Roz Kaveney (rozk) wrote,
Roz Kaveney


A s people may be gathering from my comparative silence, I am having a wonderful time in Liverpool in spite of having almost new voice as a result of five hours on a Virgin train breathing Richard Branson's third-rate canned air. Somehow I managed nonetheless to perform at the screening of Gwen Haworth's wonderful She's a Boy I Knew where we started off talking about the film and ended up talking about Bindel and allied matters. I was showing off a bit, I fear, but I guess that is what a superstar special guest is supposed to do.

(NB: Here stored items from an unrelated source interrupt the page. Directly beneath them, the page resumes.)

//! # JLAP
//!
//! This module contains functions and data types for downloading and applying patches from JLAP
//! files.
//!
//! JLAP files provide a way to incrementally retrieve and build the `repodata.json` files
//! that conda compatible applications use to query conda packages. For more information about
//! how this file format works, please read this CEP proposal:
//!
//! - <https://github.com/conda-incubator/ceps/pull/20/files>
//!
//! ## Example
//!
//! The recommended way to use this module is by using the JLAPManager struct. This struct is meant
//! to act as a kind of "facade" object which orchestrates the underlying operations necessary
//! to fetch JLAP data used to update our current `repodata.json` file.
//!
//! Below is an example of how to initialize the struct and patch an existing `repodata.json` file:
//!
//! ```no_run
//! use std::{path::Path};
//! use reqwest::Client;
//! use url::Url;
//!
//! use rattler_digest::{compute_bytes_digest, Blake2b256};
//! use rattler_repodata_gateway::fetch::jlap::{patch_repo_data, JLAPState, RepoDataState};
//!
//! #[tokio::main]
//! pub async fn main() {
//!     let subdir_url = Url::parse("https://conda.anaconda.org/conda-forge/osx-64/").unwrap();
//!     let client = Client::new();
//!     let cache = Path::new("./cache");
//!     let current_repo_data = cache.join("c93ef9c9.json");
//!
//!     let repo_data_state: RepoDataState =  serde_json::from_str(r#"{
//!        "url": "https://conda.anaconda.org/conda-forge/osx-64/repodata.json.zst",
//!        "etag": "W/\"49aa6d9ea6f3285efe657780a7c8cd58\"",
//!        "mod": "Tue, 30 May 2023 20:03:48 GMT",
//!        "cache_control": "public, max-age=30",
//!        "mtime_ns": 1685509481332236078,
//!        "size": 38317593,
//!        "blake2_hash": "580100cb35459305eaaa31feeebacb06aad6422257754226d832e504666fc1c6",
//!        "has_zst": {
//!          "value": true,
//!          "last_checked": "2023-05-21T12:14:21.904003Z"
//!        },
//!        "has_bz2": {
//!          "value": true,
//!          "last_checked": "2023-05-21T12:14:21.904003Z"
//!        },
//!        "has_jlap": {
//!          "value": true,
//!          "last_checked": "2023-05-21T12:14:21.903512Z"
//!        },
//!        "jlap": {
//!          "iv": "0000000000000000000000000000000000000000000000000000000000000000",
//!          "pos": 0,
//!          "footer": {
//!            "url": "repodata.json",
//!            "latest": "580100cb35459305eaaa31feeebacb06aad6422257754226d832e504666fc1c6"
//!          }
//!        }
//!      }"#).unwrap();
//!
//!     // Patches `current_repo_data` and returns an updated JLAP state object
//!     let updated_jlap_state = patch_repo_data(
//!         &client,
//!         subdir_url,
//!         repo_data_state,
//!         &current_repo_data
//!     ).await.unwrap();
//!
//!     // Now we can use the `updated_jlap_state` object to update our `.state.json` file
//! }
//! ```
//!
//! ## TODO
//!
//! The following items still need to be implemented before this module should be considered
//! complete:
//!  - Use the checksum to validate our JLAP file after we update it
//!  - Our tests do not exhaustively cover our error states. Some of these are pretty easy to
//!    trigger (e.g. invalid JLAP file or invalid JSON within), so we should definitely make
//!    tests for them.

use blake2::digest::Output;
use rattler_digest::{compute_bytes_digest, Blake2b256};
use reqwest::{
    header::{HeaderMap, HeaderValue},
    Client, Response,
};
use serde::{Deserialize, Serialize};
use std::path::Path;
use std::str;
use tokio::io::AsyncWriteExt;
use url::Url;

use crate::fetch::cache;
pub use crate::fetch::cache::{JLAPFooter, JLAPState, RepoDataState};

/// File suffix for JLAP file
pub const JLAP_FILE_SUFFIX: &str = "jlap";

/// File name of JLAP file
pub const JLAP_FILE_NAME: &str = "repodata.jlap";

/// File suffix for JLAP files
pub const JLAP_FOOTER_OFFSET: usize = 2;

/// Represents the variety of errors that we come across while processing JLAP files
#[derive(Debug, thiserror::Error)]
pub enum JLAPError {
    #[error(transparent)]
    /// Pass-thru for JSON errors found while parsing JLAP file
    JSONParseError(serde_json::Error),

    #[error(transparent)]
    /// Pass-thru for JSON errors found while patching
    JSONPatchError(json_patch::PatchError),

    #[error(transparent)]
    /// Pass-thru for HTTP errors encountered while requesting JLAP
    HTTPError(reqwest::Error),

    #[error(transparent)]
    /// Pass-thru for file system errors encountered while requesting JLAP
    FileSystemError(tokio::io::Error),

    #[error("No patches found in the JLAP file")]
    /// Error returned when JLAP file has no patches in it
    NoPatchesFoundError,

    #[error("No matching hashes can be found in the JLAP file")]
    /// Error returned when none of the patches match the hash of our current `repodata.json`
    NoHashFoundError,

    #[error("Hash from the JLAP metadata and hash from updated repodata file do not match")]
    /// Error when we have mismatched hash values after updating our `repodata.json` file
    /// At this point, we should consider the `repodata.json` file corrupted and fetch a new
    /// version from the server.
    HashesNotMatchingError,
}

/// Represents the numerous patches found in a JLAP file which makes up a majority
/// of the file
#[derive(Serialize, Deserialize, Debug)]
pub struct Patch {
    /// Next hash of `repodata.json` file
    #[serde(
        default,
        skip_serializing_if = "Option::is_none",
        deserialize_with = "cache::deserialize_blake2_hash",
        serialize_with = "cache::serialize_blake2_hash"
    )]
    pub to: Option<Output<Blake2b256>>,

    /// Previous hash of `repodata.json` file
    #[serde(
        default,
        skip_serializing_if = "Option::is_none",
        deserialize_with = "cache::deserialize_blake2_hash",
        serialize_with = "cache::serialize_blake2_hash"
    )]
    pub from: Option<Output<Blake2b256>>,

    /// Patches to apply to current `repodata.json` file
    pub patch: json_patch::Patch, // [] is a valid, empty patch
}

/// Attempts to patch a current `repodata.json` file
///
/// This method first makes a request to fetch JLAP data we need. It relies on the information we
/// pass via the `jlap_state` argument to retrieve the correct response.
///
/// After this, it will apply JSON patches to the file located at `repo_data_json_path`.
/// At the end, we compare the new `blake2b` hash with what was listed in the JLAP metadata to
/// ensure the file is correct.
///
/// The return value is the updated `blake2b` hash.
pub async fn patch_repo_data(
    client: &Client,
    subdir_url: Url,
    repo_data_state: RepoDataState,
    repo_data_json_path: &Path,
) -> Result<JLAPState, JLAPError> {
    let jlap_state = repo_data_state.jlap.unwrap_or_default();
    let jlap_url = subdir_url.join(JLAP_FILE_NAME).unwrap();
    let range = format!("bytes={}-", jlap_state.pos);

    let response = match fetch_jlap(jlap_url.as_str(), client, range).await {
        Ok(response) => response,
        Err(error) => {
            return Err(JLAPError::HTTPError(error));
        }
    };

    let response_text = response.text().await.unwrap();
    let new_initial_vector = get_initial_vector(&response_text).unwrap_or(jlap_state.iv);
    let new_bytes_offset = calculate_bytes_offset(&response_text) as u64;

    // Get the patches and apply the new patches if any found
    let (footer, patches) = get_jlap_data(&response_text).await?;

    let hash = repo_data_state.blake2_hash.unwrap_or_default();
    let latest_hash = footer.latest.unwrap_or_default();

    // We already have the latest version; return early because there's nothing to do
    if latest_hash == hash {
        let new_state = JLAPState {
            pos: jlap_state.pos + new_bytes_offset,
            iv: new_initial_vector,
            footer,
        };
        return Ok(new_state);
    }

    // We use the current hash to find which patches we need to apply
    let current_idx = find_current_patch_index(&patches, hash);

    return if let Some(idx) = current_idx {
        let applicable_patches: Vec<&Patch> = patches[idx..patches.len()].iter().collect();
        let new_hash = apply_jlap_patches(&applicable_patches, repo_data_json_path).await?;

        if new_hash != latest_hash {
            return Err(JLAPError::HashesNotMatchingError);
        }

        let new_bytes_offset = calculate_bytes_offset(&response_text) as u64;

        let new_state = JLAPState {
            pos: jlap_state.pos + new_bytes_offset,
            iv: new_initial_vector,
            footer,
        };

        Ok(new_state)
    } else {
        Err(JLAPError::NoHashFoundError)
    };
}

/// Fetches a JLAP response from server
pub async fn fetch_jlap(
    url: &str,
    client: &Client,
    range: String,
) -> Result<Response, reqwest::Error> {
    let request_builder = client.get(url);
    let mut headers = HeaderMap::default();

    headers.insert(
        reqwest::header::RANGE,
        HeaderValue::from_str(&range).unwrap(),
    );

    request_builder.headers(headers).send().await
}

/// Utility function to calculate the bytes offset for the next JLAP request
pub fn calculate_bytes_offset(jlap_response: &str) -> usize {
    let mut lines: Vec<&str> = jlap_response.split('\n').collect();
    let length = lines.len();

    if length >= JLAP_FOOTER_OFFSET {
        lines.truncate(length - JLAP_FOOTER_OFFSET);
        let patches = lines.join("\n");
        return patches.into_bytes().len();
    }

    0
}

fn parse_patch_json(line: &&str) -> Result<Patch, JLAPError> {
    serde_json::from_str(line).map_err(JLAPError::JSONParseError)
}

/// Builds a new JLAP object based on the response
pub async fn get_jlap_data(jlap_response: &str) -> Result<(JLAPFooter, Vec<Patch>), JLAPError> {
    let parts: Vec<&str> = jlap_response.split('\n').collect();
    let length = parts.len();

    if parts.len() > 2 {
        let footer = parts[length - 2];

        let metadata: JLAPFooter = match serde_json::from_str(footer) {
            Ok(value) => value,
            Err(err) => return Err(JLAPError::JSONParseError(err)),
        };

        let patch_lines = parts[1..length - JLAP_FOOTER_OFFSET].iter();
        let patches: Result<Vec<Patch>, JLAPError> = patch_lines.map(parse_patch_json).collect();

        match patches {
            Ok(patches) => {
                if !patches.is_empty() {
                    Ok((metadata, patches))
                } else {
                    Err(JLAPError::NoPatchesFoundError)
                }
            }
            Err(error) => Err(error),
        }
    } else {
        Err(JLAPError::NoPatchesFoundError)
    }
}

/// Applies JLAP patches to a `repodata.json` file
///
/// This is a multi-step process that involves:
///
/// 1. Opening and parsing the current repodata file
/// 2. Applying patches to this repodata file
/// 3. Saving this repodata file to disk
/// 4. Generating a new `blake2b` hash
///
/// The return value is the `blake2b` hash we used to verify the updated file's contents.
pub async fn apply_jlap_patches(
    patches: &Vec<&Patch>,
    repo_data_path: &Path,
) -> Result<Output<Blake2b256>, JLAPError> {
    // Open and read the current repodata into a JSON doc
    let repo_data_contents = match tokio::fs::read_to_string(repo_data_path).await {
        Ok(contents) => contents,
        Err(error) => return Err(JLAPError::FileSystemError(error)),
    };

    let mut doc = match serde_json::from_str(&repo_data_contents) {
        Ok(doc) => doc,
        Err(error) => return Err(JLAPError::JSONParseError(error)),
    };

    // Apply the patches we current have to it
    for patch in patches {
        match json_patch::patch(&mut doc, &patch.patch) {
            Ok(_) => (),
            Err(error) => return Err(JLAPError::JSONPatchError(error)),
        }
    }

    // Save the updated repodata JSON doc
    let mut updated_file = match tokio::fs::File::create(repo_data_path).await {
        Ok(file) => file,
        Err(error) => return Err(JLAPError::FileSystemError(error)),
    };

    let mut updated_json = match serde_json::to_string_pretty(&doc) {
        Ok(value) => value,
        Err(error) => return Err(JLAPError::JSONParseError(error)),
    };

    // We need to add an extra newline character to the end of our string so the hashes match ðŸ¤·â€
    updated_json.insert(updated_json.len(), '\n');
    let content = updated_json.into_bytes();

    match updated_file.write_all(&content).await {
        Ok(_) => Ok(compute_bytes_digest::<Blake2b256>(content)),
        Err(error) => Err(JLAPError::FileSystemError(error)),
    }
}

/// Finds the index of the of the most applicable patch to use
fn find_current_patch_index(patches: &[Patch], hash: Output<Blake2b256>) -> Option<usize> {
    for (idx, patch) in patches.iter().enumerate() {
        if hash == patch.from.unwrap_or_default() {
            return Some(idx);
        }
    }

    None
}

/// Finds the initial vector in the JLAP response; this is the first line of a full request
fn get_initial_vector(jlap_response: &str) -> Option<String> {
    let parts: Vec<&str> = jlap_response.split('\n').collect();

    if !parts.is_empty() {
        Some(parts[0].to_string())
    } else {
        None
    }
}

On Saturday night, we watched Were The World Mine which was the sort of likable froth you always want as the opener for an LGBT film festival, but was also the sort of comparatively low-budget film which ends up shaming a quite specific Hollywood product. Like Were the World Mine, Hollywood's Get Over It is about a high school production of A Midsummer Night's Dream, but that is all that the Hollywood film is about whereas the small cheap indy film is about tolerance and diversity and authenticity and the struggle for gay marriage. In spite of the differences in budget, the indy film has its own rather spectacular look in terms of costumes and makeup, where the Hollywood film is unimaginative and anodyne. The Hollywood film has very dull music, where the indy is bold and operatic even if sometimes wobbly in actual quality. The indy has a lot of attractive unknwons, whereas the Hollywood film has both Kirsten Dunst and Martin Short (which is probably the best definition of the term 'Win Some Lose Some' that I could possibly come up with). Any chance you get to see Were the World Mine should be taken - not a great or even an especially good film, but one which will send you from the cinema singing in your heart the look of some very pretty boys and gorgeous women.

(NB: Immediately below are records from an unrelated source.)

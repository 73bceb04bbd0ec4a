use super::helpers::package_builder::PackageBuilder;
use super::helpers::solver_case::{run_solver_cases, SolverCase};
use super::*;

pub(super) fn solve_conditional_dependencies<T: SolverImpl + Default>() {
    use rattler_conda_types::Version;

    let conditional_pkg = PackageBuilder::new("conditional-pkg")
        .version("1.0.0")
        .depends(["python >=3.8", "numpy; if python >=3.9", "scipy; if __unix"])
        .build();

    let python39_pkg = PackageBuilder::new("python").version("3.9.0").build();
    let python38_pkg = PackageBuilder::new("python").version("3.8.0").build();
    let numpy_pkg = PackageBuilder::new("numpy").version("1.21.0").build();
    let scipy_pkg = PackageBuilder::new("scipy").version("1.7.0").build();

    let unix_virtual = GenericVirtualPackage {
        name: "__unix".parse().unwrap(),
        version: Version::from_str("0").unwrap(),
        build_string: "0".to_string(),
    };

    run_solver_cases::<T>(&[
        SolverCase::new("python 3.9 pulls conditional deps")
            .repository(vec![
                conditional_pkg.clone(),
                python39_pkg.clone(),
                numpy_pkg.clone(),
                scipy_pkg.clone(),
            ])
            .specs(["conditional-pkg", "python=3.9"])
            .virtual_packages(vec![unix_virtual.clone()])
            .expect_present([&conditional_pkg, &python39_pkg, &numpy_pkg, &scipy_pkg]),
        SolverCase::new("python 3.8 skips numpy")
            .repository(vec![
                conditional_pkg.clone(),
                python38_pkg.clone(),
                numpy_pkg.clone(),
                scipy_pkg.clone(),
            ])
            .specs(["conditional-pkg", "python=3.8"])
            .virtual_packages(vec![unix_virtual])
            .expect_present([&conditional_pkg, &python38_pkg, &scipy_pkg])
            .expect_absent([&numpy_pkg]),
    ]);
}

pub(super) fn solve_complex_conditional_dependencies<T: SolverImpl + Default>() {
    use rattler_conda_types::Version;

    let python39_pkg = PackageBuilder::new("python").version("3.9.0").build();
    let python38_pkg = PackageBuilder::new("python").version("3.8.0").build();
    let python36_pkg = PackageBuilder::new("python").version("3.6.0").build();

    let pkg_a = PackageBuilder::new("pkg-a").build();
    let pkg_b = PackageBuilder::new("pkg-b").build();
    let pkg_c = PackageBuilder::new("pkg-c").build();

    let base_complex_pkg = PackageBuilder::new("complex-pkg");

    let complex_pkg_and = base_complex_pkg
        .clone()
        .depends(["python", "pkg-a; if python>=3.8 and python<3.9.5"])
        .build();

    let complex_pkg_or = base_complex_pkg
        .clone()
        .depends(["python", "pkg-b; if python>=3.9 or python<3.7"])
        .build();

    let complex_pkg_nested = base_complex_pkg
        .depends(["python", "pkg-c; if (python>=3.9 or python<3.7) and __unix"])
        .build();

    let unix_virtual = GenericVirtualPackage {
        name: "__unix".parse().unwrap(),
        version: Version::from_str("0").unwrap(),
        build_string: "0".to_string(),
    };

    run_solver_cases::<T>(&[
        SolverCase::new("AND condition satisfied with python=3.8")
            .repository(vec![
                complex_pkg_and.clone(),
                python38_pkg.clone(),
                pkg_a.clone(),
            ])
            .specs(["complex-pkg", "python=3.8"])
            .expect_present([&pkg_a]),
        SolverCase::new("AND condition fails with python=3.6")
            .repository(vec![
                complex_pkg_and.clone(),
                python36_pkg.clone(),
                pkg_a.clone(),
            ])
            .specs(["complex-pkg", "python=3.6"])
            .expect_absent([&pkg_a]),
        SolverCase::new("OR condition satisfied with python=3.9")
            .repository(vec![
                complex_pkg_or.clone(),
                python39_pkg.clone(),
                pkg_b.clone(),
            ])
            .specs(["complex-pkg", "python=3.9"])
            .expect_present([&pkg_b]),
        SolverCase::new("OR condition satisfied with python=3.6")
            .repository(vec![
                complex_pkg_or.clone(),
                python36_pkg.clone(),
                pkg_b.clone(),
            ])
            .specs(["complex-pkg", "python=3.6"])
            .expect_present([&pkg_b]),
        SolverCase::new("OR condition fails with python=3.8")
            .repository(vec![
                complex_pkg_or.clone(),
                python38_pkg.clone(),
                pkg_b.clone(),
            ])
            .specs(["complex-pkg", "python=3.8"])
            .expect_absent([&pkg_b]),
        SolverCase::new("Nested condition satisfied with __unix and python=3.9")
            .repository(vec![
                complex_pkg_nested.clone(),
                python39_pkg.clone(),
                pkg_c.clone(),
            ])
            .specs(["complex-pkg", "python=3.9"])
            .virtual_packages(vec![unix_virtual.clone()])
            .expect_present([&pkg_c]),
        SolverCase::new("Nested condition fails with python=3.8 even with __unix")
            .repository(vec![
                complex_pkg_nested.clone(),
                python38_pkg.clone(),
                pkg_c.clone(),
            ])
            .specs(["complex-pkg", "python=3.8"])
            .virtual_packages(vec![unix_virtual])
            .expect_absent([&pkg_c]),
    ]);
}

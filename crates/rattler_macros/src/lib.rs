//! Some macros for the Rattler project.

#![deny(missing_docs)]

use proc_macro::TokenStream;
use quote::quote_spanned;
use syn::{parse_macro_input, Data, DeriveInput, Fields, FieldsNamed, Ident};

/// Macro for enforcing alphabetical order on Structs and Enums.
///
/// This macro will not automatically sort it for you; rather, it will fail to compile if the
/// fields are not defined alphabetically.
#[proc_macro_attribute]
pub fn sorted(_attr: TokenStream, item: TokenStream) -> TokenStream {
    let out = item.clone();
    let input = parse_macro_input!(item as DeriveInput);

    let name = &input.ident;

    let check_sorted = match &input.data {
        Data::Struct(data_struct) => match &data_struct.fields {
            Fields::Named(fields) => check_fields_sorted(name, fields),
            _ => panic!("This macro only supports structs with named fields."),
        },
        Data::Enum(data_enum) => {
            let variants: Vec<&Ident> = data_enum.variants.iter().map(|v| &v.ident).collect();
            check_identifiers_sorted(name, &variants)
        }
        Data::Union(_) => panic!("This macro only supports structs and enums."),
    };

    if check_sorted.is_err() {
        check_sorted.err().unwrap()
    } else {
        out
    }
}

fn check_fields_sorted(outer_ident: &Ident, fields: &FieldsNamed) -> Result<(), TokenStream> {
    let mut prev_field: Option<&Ident> = None;
    for field in &fields.named {
        let current_field = field.ident.as_ref().unwrap();
        if let Some(prev) = prev_field {
            if *current_field < *prev {
                let error = format!(
                    "The field {current_field} must be sorted before {prev} in struct {outer_ident}.",
                );
                let tokens = quote_spanned! {current_field.span() =>
                    compile_error!(#error);
                };
                return Err(TokenStream::from(tokens));
            }
        }
        prev_field = Some(current_field);
    }
    Ok(())
}

fn check_identifiers_sorted(outer_ident: &Ident, idents: &[&Ident]) -> Result<(), TokenStream> {
    let mut prev_ident: Option<&Ident> = None;
    for ident in idents {
        if let Some(prev) = prev_ident {
            if *ident < prev {
                let error = format!(
                    "The field {ident} must be sorted before {prev} in enum {outer_ident}.",
                );
                let tokens = quote_spanned! {ident.span() =>
                    compile_error!(#error);
                };
                return Err(TokenStream::from(tokens));
            }
        }
        prev_ident = Some(ident);
    }
    Ok(())
}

On Sunday we saw How Do I Look a rather disappointing follow-up to Paris is Burning which left me feeling that I had been told so much about these people in the first film and was being allowed so little sense of who any of them actually were in the new one. One of the House Mothers, Jenny Balenciaga, mentioned being a lesbian, and yet we never got any sense of why this was any kind of big deal in the world of voguing and balls - I more or less wanted to know why it was worth mentioning and how she felt about living in a queer world where her sexuality was remarkable.In the afternoon, we'd seen Viver which I wrote about back in April and which is just as good now...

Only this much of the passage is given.